Years later, looking back at what her life would have been as Edwina, with all the restrictions and limitations of being female, she came to believe that although it had been a terribly reckless and selfish thing that had been done, in the long run, Lettie was right; it had turned out to be for her own good.

As Edward, the son, she’d had total control of her own life. As Edwina, the daughter, she would have had money, but never control of it; she would have borne the Crocker name, but never the power that went with it. And there had been other advantages. When Edward had spoken, people had listened. When he had championed women’s causes, he had not been dismissed as just another emotional female. When Edward had ordered men about, they had not balked at receiving orders from a woman.

And her life had not been without fun. She and Lettie had laughed over the years, picturing the faces of men: if they had only known a female was running one of the largest companies in the world and had bested most of them at golf, if they had known a female was the president of three all-male clubs, it would have boggled their minds. She knew men’s real opinion of women. She’d heard it firsthand. At the time, even in a deeply racist society, the mostly uneducated black man had been given the right to vote before college-educated women, black or white. If she could do more as Edward to help the cause, then as Lettie said, it was a small price to pay.

But as the years passed, the strain of living a double life began to take its toll. And in 1939, while in London, Edwina suddenly became more tired than usual. Insisting that she needed a complete rest, Lettie took her to her family home in northern Scotland to be attended to by Lettie’s physician brother.

But after an examination, the news was not good. Edwina had an advanced case of leukemia and was dying. Devastated, Lettie never left her side for a moment. A few weeks later, Edwina Crocker died in Lettie’s arms, the same arms that had been the first to hold her at her birth.

With her beloved Edwina gone, Lettie now had to solve the problem of informing the world about what had happened to Edward.
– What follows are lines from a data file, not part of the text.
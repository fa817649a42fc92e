//! Command-line interface for shell-gate.
//!
//! Uses lexopt for minimal binary size overhead.

use std::ffi::OsString;
use std::net::IpAddr;
use std::path::PathBuf;

/// Command-line arguments.
#[derive(Debug, Clone, Default)]
pub struct Args {
    /// Host address to bind to (overrides config file).
    pub host: Option<IpAddr>,
    /// Port to listen on (overrides config file).
    pub port: Option<u16>,
    /// Path to configuration file.
    pub config: Option<PathBuf>,
    /// Log level (error, warn, info, debug, trace).
    pub log_level: Option<String>,
    /// Run a single command through the gate and exit.
    pub exec: Option<String>,
    /// Print the server descriptor and exit.
    pub info: bool,
    /// Show version and exit.
    pub version: bool,
    /// Show help and exit.
    pub help: bool,
}

/// Parse command-line arguments.
pub fn parse_args() -> Result<Args, ArgsError> {
    parse_args_from(std::env::args_os())
}

/// Parse arguments from an iterator (for testing).
pub fn parse_args_from<I>(args: I) -> Result<Args, ArgsError>
where
    I: IntoIterator<Item = OsString>,
{
    use lexopt::prelude::*;

    let mut result = Args::default();
    let mut parser = lexopt::Parser::from_iter(args);

    while let Some(arg) = parser.next()? {
        match arg {
            Short('h') | Long("help") => {
                result.help = true;
            }
            Short('V') | Long("version") => {
                result.version = true;
            }
            Short('H') | Long("host") => {
                let value: String = parser.value()?.parse()?;
                result.host = Some(
                    value
                        .parse()
                        .map_err(|_| ArgsError::InvalidValue("host", value))?,
                );
            }
            Short('p') | Long("port") => {
                let value: String = parser.value()?.parse()?;
                result.port = Some(
                    value
                        .parse()
                        .map_err(|_| ArgsError::InvalidValue("port", value))?,
                );
            }
            Short('c') | Long("config") => {
                result.config = Some(parser.value()?.parse()?);
            }
            Short('l') | Long("log-level") => {
                result.log_level = Some(parser.value()?.parse()?);
            }
            Short('e') | Long("exec") => {
                result.exec = Some(parser.value()?.parse()?);
            }
            Long("info") => {
                result.info = true;
            }
            Value(val) => {
                return Err(ArgsError::UnexpectedArgument(val.to_string_lossy().into()));
            }
            _ => return Err(arg.unexpected().into()),
        }
    }

    Ok(result)
}

/// Print help message.
pub fn print_help() {
    let version = env!("CARGO_PKG_VERSION");
    println!(
        r#"shell-gate {version}
Policy-gated shell command execution for AI agent tool calls

USAGE:
    shell-gate [OPTIONS]

OPTIONS:
    -c, --config <FILE>     Path to configuration file (TOML) [default: ./config.toml]
    -H, --host <ADDR>       Host address to bind [default: 127.0.0.1]
    -p, --port <PORT>       Port to listen on [default: 3000]
    -l, --log-level <LVL>   Log level (error, warn, info, debug, trace)
    -e, --exec <COMMAND>    Run one command through the gate, print the result and exit
        --info              Print the server descriptor as JSON and exit
    -h, --help              Print help
    -V, --version           Print version

ENVIRONMENT VARIABLES:
    SHELL_GATE_CONFIG       Configuration file path
    SHELL_GATE_HOST         Host address (overrides config)
    SHELL_GATE_PORT         Port number (overrides config)
    SHELL_GATE_LOG_LEVEL    Log level (overrides config)
    RUST_LOG                Alternative log level setting

EXAMPLES:
    # Serve with ./config.toml or built-in defaults
    shell-gate

    # Try a command against the configured allow-list
    shell-gate -e "echo hello"

    # Show the effective allow-list and limits
    shell-gate -c /etc/shell-gate/config.toml --info
"#
    );
}

/// Print version.
pub fn print_version() {
    println!("shell-gate {}", env!("CARGO_PKG_VERSION"));
}

/// Argument parsing errors.
#[derive(Debug)]
pub enum ArgsError {
    /// Lexopt parsing error.
    Lexopt(lexopt::Error),
    /// Invalid argument value.
    InvalidValue(&'static str, String),
    /// Unexpected positional argument.
    UnexpectedArgument(String),
}

impl std::fmt::Display for ArgsError {
    fn fmt(&self, f: &mut std::fmt::Formatter<'_>) -> std::fmt::Result {
        match self {
            Self::Lexopt(e) => write!(f, "{}", e),
            Self::InvalidValue(name, value) => {
                write!(f, "invalid value for --{}: '{}'", name, value)
            }
            Self::UnexpectedArgument(arg) => {
                write!(f, "unexpected argument: '{}'", arg)
            }
        }
    }
}

impl std::error::Error for ArgsError {}

impl From<lexopt::Error> for ArgsError {
    fn from(e: lexopt::Error) -> Self {
        Self::Lexopt(e)
    }
}
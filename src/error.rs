//! Error types for shell-gate.

use thiserror::Error;

use crate::config::ConfigError;

/// Main error type for shell-gate operations.
///
/// Errors raised while running a command never reach the caller of
/// [`ShellGate::terminal`](crate::ShellGate::terminal); they are rendered
/// into the textual result instead. This type surfaces at the edges:
/// startup, configuration and the HTTP adapter.
#[derive(Error, Debug)]
pub enum ShellGateError {
    /// The shell process could not be started.
    #[error("failed to spawn process: {0}")]
    Spawn(#[source] std::io::Error),

    /// I/O error while talking to a running process.
    #[error("I/O error: {0}")]
    Io(#[from] std::io::Error),

    /// Configuration could not be loaded.
    #[error("configuration error: {0}")]
    Config(#[from] ConfigError),

    /// The HTTP adapter failed to bind or serve.
    #[error("server error: {0}")]
    Server(String),
}

/// Convenience Result type for shell-gate operations.
pub type Result<T> = std::result::Result<T, ShellGateError>;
People in Birmingham would soon begin to wonder where he was.

The next morning, she sent a wire. Soon after it arrived, the Birmingham News carried this headline in bold letters across the front page:


EDWARD CROCKER FEARED LOST AT SEA


Three days after the death of his beloved sister, Birmingham business tycoon Edward Crocker has been reported lost at sea in what appears to have been a sailing accident. The accident occurred off the northern coast of Scotland, where his sister was buried.


Everyone in Birmingham sat waiting for news; when it came over the Teletype, it was rushed into print and broadcast on the radio.


EDWARD CROCKER OFFICIALLY DEAD


A week later, over a thousand people came to a memorial service for a man who had never existed. Edward Crocker, the person they had known as the rich, powerful industrialist, had died quietly in an obscure little village in northern Scotland as Edwina. But before Edwina had died, she had made one last request. She wanted to be taken home and buried at Crestview. Lettie had promised her that it would be done, but in 1939, war was brewing in Europe and travel was difficult, so the trip home would have to wait. In the interim, Edwina’s body was buried in a small country cemetery outside the village in an unmarked grave until it was safe to sail again.